*** Study material Section Begins ***
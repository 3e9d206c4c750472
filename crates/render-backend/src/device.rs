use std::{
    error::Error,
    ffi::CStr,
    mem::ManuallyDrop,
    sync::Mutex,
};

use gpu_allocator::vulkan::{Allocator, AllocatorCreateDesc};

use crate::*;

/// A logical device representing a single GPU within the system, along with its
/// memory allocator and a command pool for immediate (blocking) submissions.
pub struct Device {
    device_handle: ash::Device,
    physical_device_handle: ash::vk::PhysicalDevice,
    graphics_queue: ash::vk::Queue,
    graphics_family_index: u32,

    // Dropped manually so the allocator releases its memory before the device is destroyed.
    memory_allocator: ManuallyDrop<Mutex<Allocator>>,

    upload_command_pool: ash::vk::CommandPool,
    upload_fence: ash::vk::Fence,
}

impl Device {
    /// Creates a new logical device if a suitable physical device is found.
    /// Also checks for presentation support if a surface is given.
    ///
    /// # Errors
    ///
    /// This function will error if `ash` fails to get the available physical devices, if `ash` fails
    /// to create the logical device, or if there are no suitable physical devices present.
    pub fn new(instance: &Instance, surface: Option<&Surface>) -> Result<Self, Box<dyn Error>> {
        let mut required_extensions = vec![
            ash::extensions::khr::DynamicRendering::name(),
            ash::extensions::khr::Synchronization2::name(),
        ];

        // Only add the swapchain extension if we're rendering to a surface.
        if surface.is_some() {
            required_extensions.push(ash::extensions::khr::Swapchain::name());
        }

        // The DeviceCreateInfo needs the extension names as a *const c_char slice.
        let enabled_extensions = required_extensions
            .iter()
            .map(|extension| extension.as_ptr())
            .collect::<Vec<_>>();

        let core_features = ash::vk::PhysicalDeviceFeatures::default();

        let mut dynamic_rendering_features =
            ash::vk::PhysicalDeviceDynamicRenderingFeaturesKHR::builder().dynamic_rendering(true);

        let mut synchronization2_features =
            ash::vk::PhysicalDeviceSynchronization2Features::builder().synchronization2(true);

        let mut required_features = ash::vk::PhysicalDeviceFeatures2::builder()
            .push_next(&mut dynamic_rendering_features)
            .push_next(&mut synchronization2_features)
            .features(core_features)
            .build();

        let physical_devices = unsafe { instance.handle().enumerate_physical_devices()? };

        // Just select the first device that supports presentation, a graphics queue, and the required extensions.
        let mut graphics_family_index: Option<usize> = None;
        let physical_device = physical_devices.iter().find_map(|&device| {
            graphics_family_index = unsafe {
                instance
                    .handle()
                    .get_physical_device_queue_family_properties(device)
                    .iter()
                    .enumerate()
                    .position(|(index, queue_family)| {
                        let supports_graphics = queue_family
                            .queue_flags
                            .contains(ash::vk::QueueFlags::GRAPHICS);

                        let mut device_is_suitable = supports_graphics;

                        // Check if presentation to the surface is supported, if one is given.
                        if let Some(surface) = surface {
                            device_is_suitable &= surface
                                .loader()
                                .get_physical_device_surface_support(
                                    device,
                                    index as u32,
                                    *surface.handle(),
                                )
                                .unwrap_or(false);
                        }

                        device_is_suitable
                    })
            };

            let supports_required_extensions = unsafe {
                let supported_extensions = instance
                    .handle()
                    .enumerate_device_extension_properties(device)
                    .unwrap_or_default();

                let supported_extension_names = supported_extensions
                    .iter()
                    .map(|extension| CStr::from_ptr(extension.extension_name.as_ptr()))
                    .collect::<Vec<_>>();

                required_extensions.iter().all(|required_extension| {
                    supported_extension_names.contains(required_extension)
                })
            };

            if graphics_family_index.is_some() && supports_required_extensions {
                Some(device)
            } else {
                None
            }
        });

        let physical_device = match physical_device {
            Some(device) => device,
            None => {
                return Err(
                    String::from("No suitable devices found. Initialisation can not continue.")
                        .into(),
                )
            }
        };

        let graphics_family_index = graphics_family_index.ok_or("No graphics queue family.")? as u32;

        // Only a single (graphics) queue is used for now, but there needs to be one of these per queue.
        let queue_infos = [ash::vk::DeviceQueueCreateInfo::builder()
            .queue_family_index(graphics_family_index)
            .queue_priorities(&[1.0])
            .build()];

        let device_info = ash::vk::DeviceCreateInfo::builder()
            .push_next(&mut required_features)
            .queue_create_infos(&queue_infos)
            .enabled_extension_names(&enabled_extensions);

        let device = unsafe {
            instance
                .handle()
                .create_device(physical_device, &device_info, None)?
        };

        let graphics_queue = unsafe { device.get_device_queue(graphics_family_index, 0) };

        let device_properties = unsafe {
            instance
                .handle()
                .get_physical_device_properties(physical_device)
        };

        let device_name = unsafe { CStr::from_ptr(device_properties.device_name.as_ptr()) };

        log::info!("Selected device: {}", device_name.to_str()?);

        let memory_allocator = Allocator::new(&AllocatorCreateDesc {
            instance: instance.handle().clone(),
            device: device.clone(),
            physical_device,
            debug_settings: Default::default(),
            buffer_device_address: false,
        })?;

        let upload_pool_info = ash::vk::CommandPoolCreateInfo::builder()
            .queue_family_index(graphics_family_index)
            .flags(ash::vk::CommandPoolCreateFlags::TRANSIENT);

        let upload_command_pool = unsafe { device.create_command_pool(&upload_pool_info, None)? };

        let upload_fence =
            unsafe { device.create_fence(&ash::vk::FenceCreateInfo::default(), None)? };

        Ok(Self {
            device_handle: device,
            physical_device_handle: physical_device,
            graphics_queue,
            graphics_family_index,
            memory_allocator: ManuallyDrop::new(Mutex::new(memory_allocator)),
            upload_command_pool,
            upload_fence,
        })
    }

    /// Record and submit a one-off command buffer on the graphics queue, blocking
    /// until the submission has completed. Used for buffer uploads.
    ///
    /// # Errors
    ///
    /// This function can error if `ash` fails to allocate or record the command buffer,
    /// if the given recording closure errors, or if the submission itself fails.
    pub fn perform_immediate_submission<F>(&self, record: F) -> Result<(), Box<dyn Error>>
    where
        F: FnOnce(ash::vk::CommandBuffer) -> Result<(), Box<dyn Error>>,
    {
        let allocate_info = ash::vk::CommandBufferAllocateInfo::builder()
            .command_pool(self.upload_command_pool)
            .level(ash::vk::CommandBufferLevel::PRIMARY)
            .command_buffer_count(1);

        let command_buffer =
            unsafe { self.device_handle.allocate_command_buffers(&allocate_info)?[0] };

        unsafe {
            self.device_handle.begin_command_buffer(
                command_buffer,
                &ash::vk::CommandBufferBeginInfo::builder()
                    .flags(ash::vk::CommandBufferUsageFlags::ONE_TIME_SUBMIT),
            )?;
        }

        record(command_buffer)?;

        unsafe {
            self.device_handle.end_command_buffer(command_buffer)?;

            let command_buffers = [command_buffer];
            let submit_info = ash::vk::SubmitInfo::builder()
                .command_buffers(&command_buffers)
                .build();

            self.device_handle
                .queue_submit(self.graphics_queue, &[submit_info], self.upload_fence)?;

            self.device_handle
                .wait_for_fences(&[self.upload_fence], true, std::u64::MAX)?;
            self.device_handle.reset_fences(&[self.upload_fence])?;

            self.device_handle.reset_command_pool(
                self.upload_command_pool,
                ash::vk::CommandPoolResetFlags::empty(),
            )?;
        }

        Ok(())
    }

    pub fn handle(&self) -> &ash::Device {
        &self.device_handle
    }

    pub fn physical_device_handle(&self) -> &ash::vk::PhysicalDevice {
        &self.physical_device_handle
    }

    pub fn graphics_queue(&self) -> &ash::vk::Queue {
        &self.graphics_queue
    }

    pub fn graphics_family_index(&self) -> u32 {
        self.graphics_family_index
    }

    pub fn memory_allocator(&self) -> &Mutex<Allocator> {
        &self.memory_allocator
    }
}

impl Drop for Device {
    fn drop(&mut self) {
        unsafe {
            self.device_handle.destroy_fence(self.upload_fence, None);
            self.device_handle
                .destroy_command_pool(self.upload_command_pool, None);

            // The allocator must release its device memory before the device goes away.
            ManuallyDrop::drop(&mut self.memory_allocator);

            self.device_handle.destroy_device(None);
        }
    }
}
*** Study material Section Ends ***
What is required:
Check each line of the data above for the string "clone", and copy the ones that have it.

Written answer:
            instance: instance.handle().clone(),
            device: device.clone(),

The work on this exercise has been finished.